▼

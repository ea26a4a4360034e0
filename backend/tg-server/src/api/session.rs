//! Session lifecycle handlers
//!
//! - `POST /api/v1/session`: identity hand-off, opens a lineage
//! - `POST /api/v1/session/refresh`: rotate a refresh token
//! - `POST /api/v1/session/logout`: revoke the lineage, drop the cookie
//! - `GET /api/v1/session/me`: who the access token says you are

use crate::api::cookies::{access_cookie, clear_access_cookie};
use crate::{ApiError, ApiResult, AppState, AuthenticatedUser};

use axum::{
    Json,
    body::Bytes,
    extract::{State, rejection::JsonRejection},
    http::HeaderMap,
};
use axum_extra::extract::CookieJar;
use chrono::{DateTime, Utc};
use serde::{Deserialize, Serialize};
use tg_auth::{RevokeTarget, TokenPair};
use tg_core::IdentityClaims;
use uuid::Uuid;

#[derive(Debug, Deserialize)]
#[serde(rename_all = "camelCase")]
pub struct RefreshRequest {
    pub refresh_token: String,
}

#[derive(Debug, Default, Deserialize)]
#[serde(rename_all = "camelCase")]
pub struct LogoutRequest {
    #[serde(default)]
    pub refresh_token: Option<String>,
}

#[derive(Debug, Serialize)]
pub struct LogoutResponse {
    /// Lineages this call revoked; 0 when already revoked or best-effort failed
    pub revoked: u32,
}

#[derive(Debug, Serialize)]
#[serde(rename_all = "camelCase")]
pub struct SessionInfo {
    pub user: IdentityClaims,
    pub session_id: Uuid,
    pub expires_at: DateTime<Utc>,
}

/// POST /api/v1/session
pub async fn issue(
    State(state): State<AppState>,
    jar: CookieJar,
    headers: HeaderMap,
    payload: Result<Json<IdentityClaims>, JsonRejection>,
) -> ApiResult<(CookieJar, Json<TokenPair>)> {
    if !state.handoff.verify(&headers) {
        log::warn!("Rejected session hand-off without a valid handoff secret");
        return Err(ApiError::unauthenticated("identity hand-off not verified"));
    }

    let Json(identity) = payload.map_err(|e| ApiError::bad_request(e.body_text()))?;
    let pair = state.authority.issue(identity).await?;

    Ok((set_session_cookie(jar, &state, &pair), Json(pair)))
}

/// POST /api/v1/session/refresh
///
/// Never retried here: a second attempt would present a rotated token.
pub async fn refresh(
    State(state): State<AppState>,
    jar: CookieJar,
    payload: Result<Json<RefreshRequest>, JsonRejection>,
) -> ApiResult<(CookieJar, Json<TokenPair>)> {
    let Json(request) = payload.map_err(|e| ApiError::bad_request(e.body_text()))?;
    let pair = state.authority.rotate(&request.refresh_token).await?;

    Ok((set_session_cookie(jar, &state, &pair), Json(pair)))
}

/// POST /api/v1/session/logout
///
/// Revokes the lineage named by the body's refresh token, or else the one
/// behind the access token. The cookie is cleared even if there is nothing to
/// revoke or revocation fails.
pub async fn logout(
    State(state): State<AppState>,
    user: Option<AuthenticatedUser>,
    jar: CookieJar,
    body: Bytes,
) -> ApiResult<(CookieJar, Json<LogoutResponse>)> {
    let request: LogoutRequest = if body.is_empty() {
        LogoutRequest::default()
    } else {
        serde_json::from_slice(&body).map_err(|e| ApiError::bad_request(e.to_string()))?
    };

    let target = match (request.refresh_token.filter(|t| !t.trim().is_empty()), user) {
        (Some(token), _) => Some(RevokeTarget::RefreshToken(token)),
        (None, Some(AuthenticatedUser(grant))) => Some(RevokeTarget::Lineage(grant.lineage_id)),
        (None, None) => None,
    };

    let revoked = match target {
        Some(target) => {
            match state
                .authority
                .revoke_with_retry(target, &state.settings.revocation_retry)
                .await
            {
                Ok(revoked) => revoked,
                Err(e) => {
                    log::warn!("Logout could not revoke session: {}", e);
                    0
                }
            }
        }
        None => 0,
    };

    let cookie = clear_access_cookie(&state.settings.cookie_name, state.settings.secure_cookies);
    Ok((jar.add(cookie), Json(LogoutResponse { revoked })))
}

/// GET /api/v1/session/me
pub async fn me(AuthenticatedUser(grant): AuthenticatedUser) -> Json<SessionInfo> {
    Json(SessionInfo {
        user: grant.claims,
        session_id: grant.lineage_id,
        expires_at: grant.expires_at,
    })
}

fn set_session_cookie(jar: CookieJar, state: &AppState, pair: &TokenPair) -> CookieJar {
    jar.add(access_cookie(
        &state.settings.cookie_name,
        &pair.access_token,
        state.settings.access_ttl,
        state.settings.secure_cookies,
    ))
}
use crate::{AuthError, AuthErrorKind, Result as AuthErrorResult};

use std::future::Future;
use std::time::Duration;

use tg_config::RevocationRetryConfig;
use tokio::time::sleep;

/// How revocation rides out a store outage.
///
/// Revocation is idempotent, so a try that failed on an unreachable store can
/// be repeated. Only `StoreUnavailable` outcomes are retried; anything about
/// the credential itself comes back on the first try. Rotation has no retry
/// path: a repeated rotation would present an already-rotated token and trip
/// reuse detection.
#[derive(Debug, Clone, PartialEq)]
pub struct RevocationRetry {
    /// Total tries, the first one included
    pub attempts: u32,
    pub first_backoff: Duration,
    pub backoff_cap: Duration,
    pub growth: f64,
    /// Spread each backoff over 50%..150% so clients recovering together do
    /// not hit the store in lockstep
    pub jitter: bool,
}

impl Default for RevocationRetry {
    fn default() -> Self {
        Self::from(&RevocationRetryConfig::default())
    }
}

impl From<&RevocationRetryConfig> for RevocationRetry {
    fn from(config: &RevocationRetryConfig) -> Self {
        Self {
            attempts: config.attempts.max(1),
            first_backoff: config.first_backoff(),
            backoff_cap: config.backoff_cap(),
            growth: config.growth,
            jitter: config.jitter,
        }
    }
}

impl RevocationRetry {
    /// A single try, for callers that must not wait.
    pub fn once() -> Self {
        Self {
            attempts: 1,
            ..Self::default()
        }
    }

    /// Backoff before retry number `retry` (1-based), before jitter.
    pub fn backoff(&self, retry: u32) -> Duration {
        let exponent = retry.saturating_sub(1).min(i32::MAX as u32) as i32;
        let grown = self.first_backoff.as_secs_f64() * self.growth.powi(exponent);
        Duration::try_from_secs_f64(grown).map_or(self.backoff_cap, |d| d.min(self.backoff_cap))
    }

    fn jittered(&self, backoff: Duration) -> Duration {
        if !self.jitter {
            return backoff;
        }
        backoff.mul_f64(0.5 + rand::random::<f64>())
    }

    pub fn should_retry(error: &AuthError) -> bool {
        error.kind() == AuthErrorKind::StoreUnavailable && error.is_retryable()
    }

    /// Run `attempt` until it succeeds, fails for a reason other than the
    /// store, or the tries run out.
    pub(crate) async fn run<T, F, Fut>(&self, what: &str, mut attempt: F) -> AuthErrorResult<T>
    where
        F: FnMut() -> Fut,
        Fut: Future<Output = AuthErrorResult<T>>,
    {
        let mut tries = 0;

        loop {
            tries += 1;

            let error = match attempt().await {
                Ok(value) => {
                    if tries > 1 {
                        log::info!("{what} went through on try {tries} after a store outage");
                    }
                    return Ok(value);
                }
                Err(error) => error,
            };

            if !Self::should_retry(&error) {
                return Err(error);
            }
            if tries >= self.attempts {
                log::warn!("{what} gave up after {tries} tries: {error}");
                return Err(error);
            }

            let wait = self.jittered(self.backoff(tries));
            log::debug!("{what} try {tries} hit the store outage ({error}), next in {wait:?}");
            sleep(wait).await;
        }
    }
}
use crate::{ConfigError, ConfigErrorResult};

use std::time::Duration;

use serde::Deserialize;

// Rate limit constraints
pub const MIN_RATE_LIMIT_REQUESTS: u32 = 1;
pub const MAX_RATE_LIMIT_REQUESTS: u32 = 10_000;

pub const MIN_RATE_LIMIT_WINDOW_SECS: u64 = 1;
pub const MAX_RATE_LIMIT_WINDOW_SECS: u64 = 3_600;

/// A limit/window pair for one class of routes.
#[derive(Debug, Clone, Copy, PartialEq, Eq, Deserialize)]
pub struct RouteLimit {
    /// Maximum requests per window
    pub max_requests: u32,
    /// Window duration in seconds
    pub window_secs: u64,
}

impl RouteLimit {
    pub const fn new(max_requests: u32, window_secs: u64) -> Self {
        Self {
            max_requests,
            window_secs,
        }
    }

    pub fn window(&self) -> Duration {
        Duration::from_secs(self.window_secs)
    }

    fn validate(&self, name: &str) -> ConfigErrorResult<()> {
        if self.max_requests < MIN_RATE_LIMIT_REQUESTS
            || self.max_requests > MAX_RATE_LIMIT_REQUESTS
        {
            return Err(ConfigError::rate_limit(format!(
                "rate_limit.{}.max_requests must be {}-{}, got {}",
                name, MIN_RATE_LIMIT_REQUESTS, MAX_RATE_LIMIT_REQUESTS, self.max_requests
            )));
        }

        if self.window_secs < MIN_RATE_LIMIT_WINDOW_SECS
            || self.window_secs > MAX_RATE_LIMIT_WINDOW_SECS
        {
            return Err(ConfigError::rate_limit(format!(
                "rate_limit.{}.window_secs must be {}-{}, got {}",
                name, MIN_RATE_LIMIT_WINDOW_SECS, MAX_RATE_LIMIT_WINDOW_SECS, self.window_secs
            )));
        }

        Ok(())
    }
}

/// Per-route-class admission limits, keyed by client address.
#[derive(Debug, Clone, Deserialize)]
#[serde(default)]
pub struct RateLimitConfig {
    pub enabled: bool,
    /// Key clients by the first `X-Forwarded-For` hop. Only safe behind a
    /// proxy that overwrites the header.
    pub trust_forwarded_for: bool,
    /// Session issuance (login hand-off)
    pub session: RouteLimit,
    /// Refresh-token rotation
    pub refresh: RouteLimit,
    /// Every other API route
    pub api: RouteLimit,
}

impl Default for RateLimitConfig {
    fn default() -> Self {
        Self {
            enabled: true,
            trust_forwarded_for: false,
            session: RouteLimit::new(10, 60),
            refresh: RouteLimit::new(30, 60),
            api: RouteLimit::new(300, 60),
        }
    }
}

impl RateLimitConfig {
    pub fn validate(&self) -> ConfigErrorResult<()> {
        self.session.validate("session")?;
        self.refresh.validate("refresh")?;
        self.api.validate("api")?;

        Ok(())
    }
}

▲

> YOUR TASK
Set down only the lines above that fall between the line holding "self.max_requests > MAX_RATE_LIMIT_REQUESTS" and the line holding "#[derive(Debug, Clone, Deserialize)]", inclusive, keeping each exact.

> TASK SOLUTION
            || self.max_requests > MAX_RATE_LIMIT_REQUESTS
        {
            return Err(ConfigError::rate_limit(format!(
                "rate_limit.{}.max_requests must be {}-{}, got {}",
                name, MIN_RATE_LIMIT_REQUESTS, MAX_RATE_LIMIT_REQUESTS, self.max_requests
            )));
        }

        if self.window_secs < MIN_RATE_LIMIT_WINDOW_SECS
            || self.window_secs > MAX_RATE_LIMIT_WINDOW_SECS
        {
            return Err(ConfigError::rate_limit(format!(
                "rate_limit.{}.window_secs must be {}-{}, got {}",
                name, MIN_RATE_LIMIT_WINDOW_SECS, MAX_RATE_LIMIT_WINDOW_SECS, self.window_secs
            )));
        }

        Ok(())
    }
}

/// Per-route-class admission limits, keyed by client address.
#[derive(Debug, Clone, Deserialize)]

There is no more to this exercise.